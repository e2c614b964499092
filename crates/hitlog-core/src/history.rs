//! Workout history persistence.
//!
//! `WorkoutLog` owns the `AppState` blob and writes it back through the
//! key-value store after every change.

use std::collections::BTreeSet;
use std::sync::Arc;

use anyhow::{Context, Result};
use chrono::{NaiveDate, Utc};
use rand::Rng;
use tracing::{debug, info, warn};

use crate::models::{AppState, Unit, WorkoutRecord, WorkoutSet};
use crate::store::KeyValueStore;

/// Store key of the persisted application state.
pub const STATE_KEY: &str = "hitlog.state";

/// A set as entered, before weights are normalized to kilograms.
#[derive(Debug, Clone, Default, PartialEq)]
pub struct NewSet {
    pub name: String,
    pub note: String,
    pub done: bool,
    pub reps: Option<u32>,
    pub note_text: String,
    pub weight: Option<f64>,
}

/// A workout as entered, in the log's current unit.
#[derive(Debug, Clone, PartialEq)]
pub struct NewWorkout {
    pub date: NaiveDate,
    pub plan_key: String,
    pub plan_name: String,
    pub sets: Vec<NewSet>,
}

pub struct WorkoutLog {
    store: Arc<dyn KeyValueStore>,
    state: AppState,
}

impl WorkoutLog {
    /// Load the persisted state. Missing or unreadable state starts empty.
    pub fn load(store: Arc<dyn KeyValueStore>) -> Self {
        let state = match store.get(STATE_KEY) {
            Ok(Some(raw)) => match serde_json::from_str::<AppState>(&raw) {
                Ok(state) => state,
                Err(e) => {
                    warn!(error = %e, "Ignoring corrupt app state");
                    AppState::default()
                }
            },
            Ok(None) => AppState::default(),
            Err(e) => {
                warn!(error = %e, "Failed to read app state");
                AppState::default()
            }
        };
        debug!(workouts = state.history.len(), unit = %state.unit, "Loaded workout log");
        Self { store, state }
    }

    pub fn unit(&self) -> Unit {
        self.state.unit
    }

    pub fn history(&self) -> &[WorkoutRecord] {
        &self.state.history
    }

    pub fn find(&self, id: &str) -> Option<&WorkoutRecord> {
        self.state.history.iter().find(|w| w.id == id)
    }

    /// Every set name in the history, deduplicated and sorted.
    pub fn exercise_names(&self) -> Vec<String> {
        self.state
            .history
            .iter()
            .flat_map(|w| w.sets.iter())
            .filter(|s| !s.name.trim().is_empty())
            .map(|s| s.name.clone())
            .collect::<BTreeSet<_>>()
            .into_iter()
            .collect()
    }

    /// Record a workout, converting entered weights to kilograms.
    pub fn save_workout(&mut self, workout: NewWorkout) -> Result<WorkoutRecord> {
        let unit = self.state.unit;
        let now = Utc::now();
        let record = WorkoutRecord {
            id: new_workout_id(now.timestamp_millis()),
            created_at: now,
            date: workout.date,
            plan_key: workout.plan_key,
            plan_name: workout.plan_name,
            unit_at_entry: unit,
            sets: workout
                .sets
                .into_iter()
                .map(|set| WorkoutSet {
                    name: set.name,
                    note: set.note,
                    done: set.done,
                    reps: set.reps,
                    note_text: set.note_text,
                    entered_weight: set.weight,
                    weight_kg: set.weight.map(|w| unit.to_kg(w)),
                })
                .collect(),
        };

        let mut next = self.state.clone();
        next.history.push(record.clone());
        self.commit(next)?;
        info!(id = %record.id, sets = record.sets.len(), "Saved workout");
        Ok(record)
    }

    /// Remove a workout by id. Returns whether it existed.
    pub fn delete_workout(&mut self, id: &str) -> Result<bool> {
        if self.find(id).is_none() {
            return Ok(false);
        }
        let mut next = self.state.clone();
        next.history.retain(|w| w.id != id);
        self.commit(next)?;
        info!(id, "Deleted workout");
        Ok(true)
    }

    /// Change the entry unit. Saved workouts keep the unit they were entered in.
    pub fn set_unit(&mut self, unit: Unit) -> Result<()> {
        let next = AppState {
            unit,
            ..self.state.clone()
        };
        self.commit(next)
    }

    /// Write `next` to the store, then adopt it. On error the in-memory state
    /// is left as it was.
    fn commit(&mut self, next: AppState) -> Result<()> {
        let json = serde_json::to_string(&next).context("Failed to serialize app state")?;
        self.store
            .set(STATE_KEY, &json)
            .context("Failed to save app state")?;
        self.state = next;
        Ok(())
    }
}

fn new_workout_id(millis: i64) -> String {
    let suffix: u32 = rand::thread_rng().gen();
    format!("{}-{:08x}", millis, suffix)
}
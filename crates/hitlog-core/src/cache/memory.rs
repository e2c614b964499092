use std::sync::Mutex;

use anyhow::{anyhow, Result};
use async_trait::async_trait;

use super::storage::{CacheStorage, MatchOptions, Partition, PartitionInfo};
use crate::net::{Request, Response};

/// In-process `CacheStorage`. Partitions are kept in creation order.
#[derive(Debug, Default)]
pub struct MemoryCacheStorage {
    partitions: Mutex<Vec<(String, Partition)>>,
}

impl MemoryCacheStorage {
    pub fn new() -> Self {
        Self::default()
    }

    fn with_partitions<R>(&self, f: impl FnOnce(&mut Vec<(String, Partition)>) -> R) -> Result<R> {
        let mut guard = self
            .partitions
            .lock()
            .map_err(|_| anyhow!("cache storage lock poisoned"))?;
        Ok(f(&mut guard))
    }
}

#[async_trait]
impl CacheStorage for MemoryCacheStorage {
    async fn keys(&self) -> Result<Vec<String>> {
        self.with_partitions(|parts| parts.iter().map(|(name, _)| name.clone()).collect())
    }

    async fn delete(&self, partition: &str) -> Result<bool> {
        self.with_partitions(|parts| {
            let before = parts.len();
            parts.retain(|(name, _)| name != partition);
            parts.len() != before
        })
    }

    async fn put(&self, partition: &str, request: &Request, response: &Response) -> Result<()> {
        self.with_partitions(|parts| {
            match parts.iter_mut().find(|(name, _)| name == partition) {
                Some((_, p)) => p.put(request, response.clone()),
                None => {
                    let mut p = Partition::new();
                    p.put(request, response.clone());
                    parts.push((partition.to_string(), p));
                }
            }
        })
    }

    async fn match_in(
        &self,
        partition: &str,
        request: &Request,
        options: MatchOptions,
    ) -> Result<Option<Response>> {
        self.with_partitions(|parts| {
            parts
                .iter()
                .find(|(name, _)| name == partition)
                .and_then(|(_, p)| p.find(request, options))
                .map(|entry| entry.response.data.clone())
        })
    }

    async fn info(&self, partition: &str) -> Result<Option<PartitionInfo>> {
        self.with_partitions(|parts| {
            parts
                .iter()
                .find(|(name, _)| name == partition)
                .map(|(name, p)| p.info(name))
        })
    }
}
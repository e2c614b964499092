//! Request classification for the cache controller.

use reqwest::Url;

use crate::net::Request;

/// Decides whether a URL is a static asset served stale-while-revalidate.
pub trait AssetClassifier: Send + Sync {
    fn is_asset(&self, url: &Url) -> bool;
}

impl<F> AssetClassifier for F
where
    F: Fn(&Url) -> bool + Send + Sync,
{
    fn is_asset(&self, url: &Url) -> bool {
        self(url)
    }
}

/// Path-based asset rules.
#[derive(Debug, Clone, PartialEq, Eq)]
pub struct AssetRules {
    /// Bundle output directories, e.g. `/src/` for a dev server or `/assets/`.
    pub path_prefixes: Vec<String>,
    pub extensions: Vec<String>,
    pub well_known_prefix: String,
}

impl Default for AssetRules {
    fn default() -> Self {
        Self {
            path_prefixes: vec!["/src/".to_string()],
            extensions: [".js", ".css", ".png", ".jpg", ".jpeg", ".svg", ".webmanifest"]
                .iter()
                .map(|e| e.to_string())
                .collect(),
            well_known_prefix: "/.well-known/".to_string(),
        }
    }
}

impl AssetRules {
    pub fn with_prefixes(prefixes: Vec<String>) -> Self {
        Self {
            path_prefixes: prefixes,
            ..Self::default()
        }
    }
}

impl AssetClassifier for AssetRules {
    fn is_asset(&self, url: &Url) -> bool {
        let path = url.path();
        self.path_prefixes.iter().any(|p| path.starts_with(p.as_str()))
            || self.extensions.iter().any(|e| path.ends_with(e.as_str()))
            || path.starts_with(self.well_known_prefix.as_str())
    }
}

/// Caching strategy chosen for an intercepted request.
#[derive(Debug, Clone, Copy, PartialEq, Eq)]
pub enum Route {
    /// HTML documents: network-first with write-back.
    Document,
    /// Static assets: stale-while-revalidate.
    Asset,
    /// Everything else: network-first, cache fallback, no write-back.
    Network,
}

/// Pick the route for a request. `None` means the request is not intercepted.
pub fn route(request: &Request, classifier: &dyn AssetClassifier) -> Option<Route> {
    if !request.is_get() {
        return None;
    }
    if request.accepts_html() {
        Some(Route::Document)
    } else if classifier.is_asset(&request.url) {
        Some(Route::Asset)
    } else {
        Some(Route::Network)
    }
}
use reqwest::Url;

use super::WorkerError;
use crate::net::Request;

pub const DEFAULT_APP_PREFIX: &str = "hit";

/// Bump to invalidate every partition written by older deployments.
pub const DEFAULT_CACHE_VERSION: &str = "v3";

/// Application shell seeded into the static partition at install time.
pub const SHELL_MANIFEST: &[&str] = &[
    "/",
    "/index.html",
    "/manifest.webmanifest",
    "/unnamed-192.png",
    "/unnamed-512.png",
    "/splash.png",
];

/// Document served when a navigation fails and nothing better is cached.
pub const SHELL_DOCUMENT: &str = "/index.html";

#[derive(Debug, Clone)]
pub struct WorkerConfig {
    pub origin: Url,
    pub app_prefix: String,
    pub version: String,
    pub shell_manifest: Vec<String>,
    pub shell_document: String,
}

impl WorkerConfig {
    pub fn new(origin: Url) -> Self {
        Self {
            origin,
            app_prefix: DEFAULT_APP_PREFIX.to_string(),
            version: DEFAULT_CACHE_VERSION.to_string(),
            shell_manifest: SHELL_MANIFEST.iter().map(|p| p.to_string()).collect(),
            shell_document: SHELL_DOCUMENT.to_string(),
        }
    }

    pub fn with_version(mut self, prefix: &str, version: &str) -> Self {
        self.app_prefix = prefix.to_string();
        self.version = version.to_string();
        self
    }

    pub fn static_partition(&self) -> String {
        format!("{}-static-{}", self.app_prefix, self.version)
    }

    pub fn html_partition(&self) -> String {
        format!("{}-html-{}", self.app_prefix, self.version)
    }

    /// The only partitions allowed to survive activation.
    pub fn current_partitions(&self) -> [String; 2] {
        [self.static_partition(), self.html_partition()]
    }

    /// GET request for a root-relative path on the app origin.
    pub fn request_for(&self, path: &str) -> Result<Request, WorkerError> {
        let url = self
            .origin
            .join(path)
            .map_err(|e| WorkerError::InvalidPath {
                path: path.to_string(),
                reason: e.to_string(),
            })?;
        Ok(Request::get(url))
    }

    pub fn shell_request(&self) -> Result<Request, WorkerError> {
        self.request_for(&self.shell_document)
    }
}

++++++

• **Prompt**
Say how many lines of the data hold the string "else". Reply with the number alone.

• **Solution below**
3